§ To do: Starting with the first line and ending with the one that holds "Hash, Serialize, Deserialize)]", retype the entries exactly.

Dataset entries
━━━━━━━━━━

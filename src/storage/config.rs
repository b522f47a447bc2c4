//! Application configuration.
//!
//! Loaded from `config.toml` in the platform data directory. Every section
//! falls back to defaults so a partial file is valid.

use serde::{Deserialize, Serialize};
use std::path::{Path, PathBuf};

/// What happens to a still-pending award when a completed badge regresses to
/// in-progress because a leader unticked a requirement.
#[derive(Debug, Clone, Copy, PartialEq, Eq, Default, Serialize, Deserialize)]
#[serde(rename_all = "snake_case")]
pub enum RegressionPolicy {
    /// Leave the pending award in place for a leader to review
    #[default]
    KeepPendingAward,
    /// Delete the pending award; awarded badges are never touched
    RetractPendingAward,
}

impl std::fmt::Display for RegressionPolicy {
    fn fmt(&self, f: &mut std::fmt::Formatter<'_>) -> std::fmt::Result {
        match self {
            RegressionPolicy::KeepPendingAward => write!(f, "keep pending award"),
            RegressionPolicy::RetractPendingAward => write!(f, "retract pending award"),
        }
    }
}

/// Member counter that drives a staged badge family.
#[derive(Debug, Clone, Copy, PartialEq, Eq, Hash, Serialize, Deserialize)]
#[serde(rename_all = "snake_case")]
pub enum StagedCounter {
    NightsAway,
    HikesAway,
}

/// A staged family and the cumulative thresholds that unlock its stages.
#[derive(Debug, Clone, PartialEq, Eq, Serialize, Deserialize)]
pub struct StagedFamily {
    /// Matches `BadgeDefinition::badge_family_id`
    pub family_id: String,
    pub counter: StagedCounter,
    /// Strictly ascending; a stage badge's `stage_number` equals its threshold
    pub thresholds: Vec<u32>,
}

/// Badge engine settings.
#[derive(Debug, Clone, Serialize, Deserialize)]
#[serde(default)]
pub struct BadgeSettings {
    pub regression_policy: RegressionPolicy,
    pub staged_families: Vec<StagedFamily>,
}

impl Default for BadgeSettings {
    fn default() -> Self {
        Self {
            regression_policy: RegressionPolicy::default(),
            staged_families: vec![
                StagedFamily {
                    family_id: "nights_away".to_string(),
                    counter: StagedCounter::NightsAway,
                    thresholds: vec![1, 5, 10, 20, 35, 50, 75, 100, 125, 150, 175, 200],
                },
                StagedFamily {
                    family_id: "hikes_away".to_string(),
                    counter: StagedCounter::HikesAway,
                    thresholds: vec![1, 5, 10, 20, 35, 50],
                },
            ],
        }
    }
}

/// Chief Scout Award eligibility settings.
#[derive(Debug, Clone, Serialize, Deserialize)]
#[serde(default)]
pub struct ChiefScoutSettings {
    /// Activity or staged badges needed alongside every challenge badge
    pub activity_badges_required: u32,
}

impl Default for ChiefScoutSettings {
    fn default() -> Self {
        Self {
            activity_badges_required: 6,
        }
    }
}

/// Badge stock settings.
#[derive(Debug, Clone, Serialize, Deserialize)]
#[serde(default)]
pub struct StockSettings {
    /// Reorder threshold given to stock rows created implicitly
    pub default_minimum_threshold: i64,
}

impl Default for StockSettings {
    fn default() -> Self {
        Self {
            default_minimum_threshold: 2,
        }
    }
}

/// Application configuration.
#[derive(Debug, Clone, Serialize, Deserialize)]
#[serde(default)]
pub struct AppConfig {
    /// Application version
    pub version: String,
    /// Data directory path
    #[serde(skip)]
    pub data_dir: PathBuf,
    /// Database file name inside the data directory
    pub database_file: String,
    pub badges: BadgeSettings,
    pub chief_scout: ChiefScoutSettings,
    pub stock: StockSettings,
}

impl Default for AppConfig {
    fn default() -> Self {
        Self {
            version: env!("CARGO_PKG_VERSION").to_string(),
            data_dir: PathBuf::new(),
            database_file: "scoutbadge.db".to_string(),
            badges: BadgeSettings::default(),
            chief_scout: ChiefScoutSettings::default(),
            stock: StockSettings::default(),
        }
    }
}

impl AppConfig {
    /// Full path to the database file.
    pub fn database_path(&self) -> PathBuf {
        self.data_dir.join(&self.database_file)
    }

    /// Staged family settings for a family id.
    pub fn staged_family(&self, family_id: &str) -> Option<&StagedFamily> {
        self.badges
            .staged_families
            .iter()
            .find(|f| f.family_id == family_id)
    }

    /// Check values serde cannot check on its own.
    pub fn validate(&self) -> Result<(), ConfigError> {
        if self.database_file.trim().is_empty() {
            return Err(ConfigError::Invalid("database_file must not be empty".to_string()));
        }

        for family in &self.badges.staged_families {
            if family.thresholds.first() == Some(&0) {
                return Err(ConfigError::Invalid(format!(
                    "staged family {} has a zero threshold",
                    family.family_id
                )));
            }
            if family.thresholds.windows(2).any(|w| w[0] >= w[1]) {
                return Err(ConfigError::Invalid(format!(
                    "staged family {} thresholds must be strictly ascending",
                    family.family_id
                )));
            }
        }

        Ok(())
    }
}

/// Get the application data directory.
pub fn get_data_dir() -> PathBuf {
    directories::ProjectDirs::from("org", "scoutbadge", "ScoutBadge")
        .map(|dirs| dirs.data_dir().to_path_buf())
        .unwrap_or_else(|| PathBuf::from("."))
}

/// Get the configuration file path.
pub fn get_config_path() -> PathBuf {
    get_data_dir().join("config.toml")
}

/// Load application configuration from the default location.
pub fn load_config() -> Result<AppConfig, ConfigError> {
    let mut config = load_config_from(&get_config_path())?;
    config.data_dir = get_data_dir();
    Ok(config)
}

/// Load configuration from a specific file; a missing file yields defaults.
///
/// `data_dir` is set to the file's parent directory.
pub fn load_config_from(path: &Path) -> Result<AppConfig, ConfigError> {
    let data_dir = path
        .parent()
        .map(Path::to_path_buf)
        .unwrap_or_else(|| PathBuf::from("."));

    if !path.exists() {
        return Ok(AppConfig {
            data_dir,
            ..Default::default()
        });
    }

    let content = std::fs::read_to_string(path).map_err(|e| ConfigError::IoError(e.to_string()))?;

    let mut config: AppConfig =
        toml::from_str(&content).map_err(|e| ConfigError::ParseError(e.to_string()))?;
    config.validate()?;
    config.data_dir = data_dir;

    Ok(config)
}

/// Save application configuration to the default location.
pub fn save_config(config: &AppConfig) -> Result<(), ConfigError> {
    save_config_to(config, &get_config_path())
}

/// Save application configuration to a specific file.
pub fn save_config_to(config: &AppConfig, path: &Path) -> Result<(), ConfigError> {
    config.validate()?;

    // Ensure parent directory exists
    if let Some(parent) = path.parent() {
        std::fs::create_dir_all(parent).map_err(|e| ConfigError::IoError(e.to_string()))?;
    }

    let content =
        toml::to_string_pretty(config).map_err(|e| ConfigError::SerializeError(e.to_string()))?;

    std::fs::write(path, content).map_err(|e| ConfigError::IoError(e.to_string()))?;

    Ok(())
}

/// Configuration errors.
#[derive(Debug, thiserror::Error)]
pub enum ConfigError {
    #[error("IO error: {0}")]
    IoError(String),

    #[error("Parse error: {0}")]
    ParseError(String),

    #[error("Serialize error: {0}")]
    SerializeError(String),

    #[error("Invalid configuration: {0}")]
    Invalid(String),
}
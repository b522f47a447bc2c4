//! Handing over completed badges.
//!
//! Awarding takes one physical badge from stock per award. The stock check,
//! the decrement, the audit entry and the status change happen in a single
//! immediate transaction: either every award in a batch goes through or none
//! does.

use std::collections::{BTreeMap, HashSet};

use chrono::Utc;
use rusqlite::Connection;
use serde::Serialize;
use uuid::Uuid;

use super::types::{AwardStatus, MemberBadgeAward, StockAdjustment};
use super::BadgeError;
use crate::accounts::LeaderAccount;
use crate::storage::{
    begin_immediate, AppConfig, AwardStore, BadgeStore, DatabaseError, MemberStore, StockStore,
};

/// Stock missing for one badge in an award batch.
#[derive(Debug, Clone, PartialEq, Eq, Serialize)]
pub struct StockShortfall {
    pub badge_id: Uuid,
    pub badge_name: String,
    pub available: i64,
    pub required: i64,
    pub shortfall: i64,
}

/// Human readable summary of a list of shortfalls.
pub fn describe_shortfalls(shortfalls: &[StockShortfall]) -> String {
    shortfalls
        .iter()
        .map(|s| {
            format!(
                "{} ({} in stock, {} needed, short by {})",
                s.badge_name, s.available, s.required, s.shortfall
            )
        })
        .collect::<Vec<_>>()
        .join("; ")
}

/// Manager for badge awards.
pub struct AwardManager<'a> {
    conn: &'a Connection,
    config: &'a AppConfig,
}

impl<'a> AwardManager<'a> {
    /// Create a new award manager.
    pub fn new(conn: &'a Connection, config: &'a AppConfig) -> Self {
        Self { conn, config }
    }

    /// Every award still waiting to be handed over, oldest first.
    pub fn pending_awards(&self) -> Result<Vec<MemberBadgeAward>, BadgeError> {
        Ok(AwardStore::new(self.conn).list_pending()?)
    }

    /// A member's awards, newest first.
    pub fn member_awards(&self, member_id: Uuid) -> Result<Vec<MemberBadgeAward>, BadgeError> {
        Ok(AwardStore::new(self.conn).list_member_awards(member_id)?)
    }

    /// Mark a batch of pending awards as handed over.
    ///
    /// If any badge would drop below zero the batch is rejected with
    /// `InsufficientStock`, unless the actor is an admin and passes
    /// `override_shortfall`.
    pub fn award(
        &self,
        award_ids: &[Uuid],
        actor: &LeaderAccount,
        override_shortfall: bool,
    ) -> Result<Vec<MemberBadgeAward>, BadgeError> {
        if !actor.is_leader() {
            return Err(BadgeError::Unauthorized(format!(
                "{} cannot award badges",
                actor.display_name
            )));
        }
        if award_ids.is_empty() {
            return Err(BadgeError::ValidationError(
                "No awards selected".to_string(),
            ));
        }

        let mut seen = HashSet::new();
        let ids: Vec<Uuid> = award_ids.iter().copied().filter(|id| seen.insert(*id)).collect();

        let tx = begin_immediate(self.conn)?;
        let awards = AwardStore::new(&tx);
        let badges = BadgeStore::new(&tx);
        let stock = StockStore::new(&tx);
        let members = MemberStore::new(&tx);

        let mut batch = Vec::with_capacity(ids.len());
        for id in &ids {
            let award = awards
                .get_award(*id)?
                .ok_or_else(|| BadgeError::NotFound(format!("award {}", id)))?;
            if award.award_status == AwardStatus::Awarded {
                return Err(BadgeError::Duplicate(format!(
                    "award {} has already been handed over",
                    id
                )));
            }
            batch.push(award);
        }

        let mut required: BTreeMap<Uuid, i64> = BTreeMap::new();
        for award in &batch {
            *required.entry(award.badge_id).or_insert(0) += 1;
        }

        let mut shortfalls = Vec::new();
        for (badge_id, needed) in &required {
            let available = stock.get_stock(*badge_id)?.map(|s| s.current_stock).unwrap_or(0);
            if available < *needed {
                let badge_name = badges
                    .get_badge(*badge_id)?
                    .map(|b| b.name)
                    .unwrap_or_else(|| badge_id.to_string());
                shortfalls.push(StockShortfall {
                    badge_id: *badge_id,
                    badge_name,
                    available,
                    required: *needed,
                    shortfall: needed - available,
                });
            }
        }

        if !shortfalls.is_empty() {
            if !(actor.is_admin() && override_shortfall) {
                return Err(BadgeError::InsufficientStock { shortfalls });
            }
            tracing::warn!(
                "{} overrode stock shortfall: {}",
                actor.display_name,
                describe_shortfalls(&shortfalls)
            );
        }

        let now = Utc::now();
        let mut awarded = Vec::with_capacity(batch.len());
        for mut award in batch {
            let member_name = members
                .get_member(award.member_id)?
                .map(|m| m.full_name())
                .unwrap_or_else(|| award.member_id.to_string());

            let level = stock.apply_delta(
                award.badge_id,
                -1,
                self.config.stock.default_minimum_threshold,
            )?;
            stock.insert_adjustment(&StockAdjustment {
                id: Uuid::new_v4(),
                badge_id: award.badge_id,
                delta: -1,
                reason: format!("award to {}", member_name),
                actor: actor.display_name.clone(),
                created_at: now,
            })?;
            awards.mark_awarded(award.id, now, &actor.display_name)?;

            tracing::info!(
                "Awarded badge {} to {} (stock now {})",
                award.badge_id,
                member_name,
                level
            );

            award.award_status = AwardStatus::Awarded;
            award.awarded_date = Some(now);
            award.awarded_by = Some(actor.display_name.clone());
            awarded.push(award);
        }

        tx.commit().map_err(DatabaseError::from)?;
        Ok(awarded)
    }

    /// Return an awarded badge to pending and put it back in stock.
    pub fn revoke(
        &self,
        award_id: Uuid,
        actor: &LeaderAccount,
    ) -> Result<MemberBadgeAward, BadgeError> {
        if !actor.is_leader() {
            return Err(BadgeError::Unauthorized(format!(
                "{} cannot revoke awards",
                actor.display_name
            )));
        }

        let tx = begin_immediate(self.conn)?;
        let awards = AwardStore::new(&tx);
        let stock = StockStore::new(&tx);

        let mut award = awards
            .get_award(award_id)?
            .ok_or_else(|| BadgeError::NotFound(format!("award {}", award_id)))?;
        if award.award_status != AwardStatus::Awarded {
            return Err(BadgeError::ValidationError(format!(
                "award {} has not been handed over",
                award_id
            )));
        }

        let member_name = MemberStore::new(&tx)
            .get_member(award.member_id)?
            .map(|m| m.full_name())
            .unwrap_or_else(|| award.member_id.to_string());

        awards.mark_pending(award_id)?;
        stock.apply_delta(award.badge_id, 1, self.config.stock.default_minimum_threshold)?;
        stock.insert_adjustment(&StockAdjustment {
            id: Uuid::new_v4(),
            badge_id: award.badge_id,
            delta: 1,
            reason: format!("award to {} revoked", member_name),
            actor: actor.display_name.clone(),
            created_at: Utc::now(),
        })?;

        tx.commit().map_err(DatabaseError::from)?;
        tracing::info!("{} revoked award {}", actor.display_name, award_id);

        award.award_status = AwardStatus::Pending;
        award.awarded_date = None;
        award.awarded_by = None;
        Ok(award)
    }
}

━━━━━━━━━━

§ Solution to the exercise:
filename src/storage/config.rs
repository b522f47a447bc2c4
//! Application configuration.
//!
//! Loaded from `config.toml` in the platform data directory. Every section
//! falls back to defaults so a partial file is valid.

use serde::{Deserialize, Serialize};
use std::path::{Path, PathBuf};

/// What happens to a still-pending award when a completed badge regresses to
/// in-progress because a leader unticked a requirement.
#[derive(Debug, Clone, Copy, PartialEq, Eq, Default, Serialize, Deserialize)]
#[serde(rename_all = "snake_case")]
pub enum RegressionPolicy {
    /// Leave the pending award in place for a leader to review
    #[default]
    KeepPendingAward,
    /// Delete the pending award; awarded badges are never touched
    RetractPendingAward,
}

impl std::fmt::Display for RegressionPolicy {
    fn fmt(&self, f: &mut std::fmt::Formatter<'_>) -> std::fmt::Result {
        match self {
            RegressionPolicy::KeepPendingAward => write!(f, "keep pending award"),
            RegressionPolicy::RetractPendingAward => write!(f, "retract pending award"),
        }
    }
}

/// Member counter that drives a staged badge family.
#[derive(Debug, Clone, Copy, PartialEq, Eq, Hash, Serialize, Deserialize)]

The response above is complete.